- **DIRECTIONS**:
Search the entries for the word "AsRef" and report each line that has it.

Entries taken from a collection
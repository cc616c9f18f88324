use crate::model::{DayOfWeek, TimeOfDay};
use crate::slots::BookableSlot;
use crate::validator::{OverrideDraft, WeeklyDraft};
use anyhow::{bail, Context};
use chrono::NaiveDate;
use csv::{ReaderBuilder, StringRecord, WriterBuilder};
use std::path::Path;

/// Import de créneaux hebdomadaires: header `day_of_week,start,end` (0 = lundi, `HH:MM`)
///
/// Les lignes sont des saisies brutes : la validation se fait à l'ajout dans le carnet.
pub fn import_weekly_csv<P: AsRef<Path>>(path: P) -> anyhow::Result<Vec<WeeklyDraft>> {
    let mut rdr = ReaderBuilder::new().has_headers(true).from_path(path)?;
    let mut out = Vec::new();
    for (line, rec) in rdr.records().enumerate() {
        let rec = rec?;
        let row = line + 2;
        let day = rec.get(0).context("missing day_of_week")?.trim();
        let day: u8 = day
            .parse()
            .with_context(|| format!("row {row}: invalid day_of_week {day:?}"))?;
        let day_of_week = DayOfWeek::new(day)
            .map_err(anyhow::Error::msg)
            .with_context(|| format!("row {row}"))?;
        out.push(WeeklyDraft {
            day_of_week,
            start: optional_time(&rec, 1).with_context(|| format!("row {row}: start"))?,
            end: optional_time(&rec, 2).with_context(|| format!("row {row}: end"))?,
        });
    }
    Ok(out)
}

/// Import d'exceptions: header `date,is_all_day,start,end,description`
pub fn import_overrides_csv<P: AsRef<Path>>(path: P) -> anyhow::Result<Vec<OverrideDraft>> {
    let mut rdr = ReaderBuilder::new().has_headers(true).from_path(path)?;
    let mut out = Vec::new();
    for (line, rec) in rdr.records().enumerate() {
        let rec = rec?;
        let row = line + 2;
        let date = match field(&rec, 0) {
            Some(raw) => Some(
                NaiveDate::parse_from_str(raw, "%Y-%m-%d")
                    .with_context(|| format!("row {row}: invalid date {raw:?}"))?,
            ),
            None => None,
        };
        let is_all_day = match field(&rec, 1) {
            Some(raw) => parse_bool(raw).with_context(|| format!("row {row}: is_all_day"))?,
            None => false,
        };
        out.push(OverrideDraft {
            date,
            is_all_day,
            start: optional_time(&rec, 2).with_context(|| format!("row {row}: start"))?,
            end: optional_time(&rec, 3).with_context(|| format!("row {row}: end"))?,
            description: field(&rec, 4).map(str::to_owned),
        });
    }
    Ok(out)
}

fn field(rec: &StringRecord, idx: usize) -> Option<&str> {
    rec.get(idx).map(str::trim).filter(|s| !s.is_empty())
}

fn optional_time(rec: &StringRecord, idx: usize) -> anyhow::Result<Option<TimeOfDay>> {
    match field(rec, idx) {
        Some(raw) => {
            let t = raw
                .parse::<TimeOfDay>()
                .with_context(|| format!("invalid time {raw:?} (expected HH:MM)"))?;
            Ok(Some(t))
        }
        None => Ok(None),
    }
}

fn parse_bool(s: &str) -> anyhow::Result<bool> {
    match s.to_ascii_lowercase().as_str() {
        "true" | "1" | "yes" | "y" | "oui" => Ok(true),
        "false" | "0" | "no" | "n" | "non" => Ok(false),
        _ => bail!("expected boolean"),
    }
}

/// Export CSV des créneaux réservables: header `start,end`
pub fn export_slots_csv<P: AsRef<Path>>(path: P, slots: &[BookableSlot]) -> anyhow::Result<()> {
    let mut w = WriterBuilder::new().has_headers(true).from_path(path)?;
    w.write_record(["start", "end"])?;
    for s in slots {
        let start = s.start.format("%Y-%m-%dT%H:%M").to_string();
        let end = s.end.format("%Y-%m-%dT%H:%M").to_string();
        w.write_record([start.as_str(), end.as_str()])?;
    }
    w.flush()?;
    Ok(())
}
use crate::model::Availability;
use anyhow::Context;
use std::fs;
use std::io::Write;
use std::path::{Path, PathBuf};
use tempfile::NamedTempFile;

pub trait Storage {
    /// Charge l'instantané des disponibilités.
    fn load(&self) -> anyhow::Result<Availability>;
    /// Sauvegarde de manière atomique.
    fn save(&self, availability: &Availability) -> anyhow::Result<()>;
}

pub struct JsonStorage {
    path: PathBuf,
}

impl JsonStorage {
    pub fn new<P: AsRef<Path>>(path: P) -> Self {
        Self {
            path: path.as_ref().to_path_buf(),
        }
    }

    pub fn path(&self) -> &Path {
        &self.path
    }

    pub fn exists(&self) -> bool {
        self.path.exists()
    }
}

impl Storage for JsonStorage {
    fn load(&self) -> anyhow::Result<Availability> {
        let data =
            fs::read(&self.path).with_context(|| format!("reading {}", self.path.display()))?;
        let availability: Availability = serde_json::from_slice(&data)
            .with_context(|| format!("parsing {}", self.path.display()))?;
        Ok(availability)
    }

    fn save(&self, availability: &Availability) -> anyhow::Result<()> {
        let json = serde_json::to_vec_pretty(availability)?;
        let dir = match self.path.parent() {
            Some(p) if !p.as_os_str().is_empty() => p,
            _ => Path::new("."),
        };
        let mut tmp = NamedTempFile::new_in(dir).with_context(|| "creating temp file")?;
        tmp.write_all(&json)?;
        tmp.flush()?;
        tmp.as_file().sync_all()?;
        tmp.persist(&self.path).with_context(|| "atomic rename")?;
        tracing::debug!(path = %self.path.display(), "availability saved");
        Ok(())
    }
}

- **RESULT OF THIS EXERCISE**:
pub fn import_weekly_csv<P: AsRef<Path>>(path: P) -> anyhow::Result<Vec<WeeklyDraft>> {
pub fn import_overrides_csv<P: AsRef<Path>>(path: P) -> anyhow::Result<Vec<OverrideDraft>> {
pub fn export_slots_csv<P: AsRef<Path>>(path: P, slots: &[BookableSlot]) -> anyhow::Result<()> {
    pub fn new<P: AsRef<Path>>(path: P) -> Self {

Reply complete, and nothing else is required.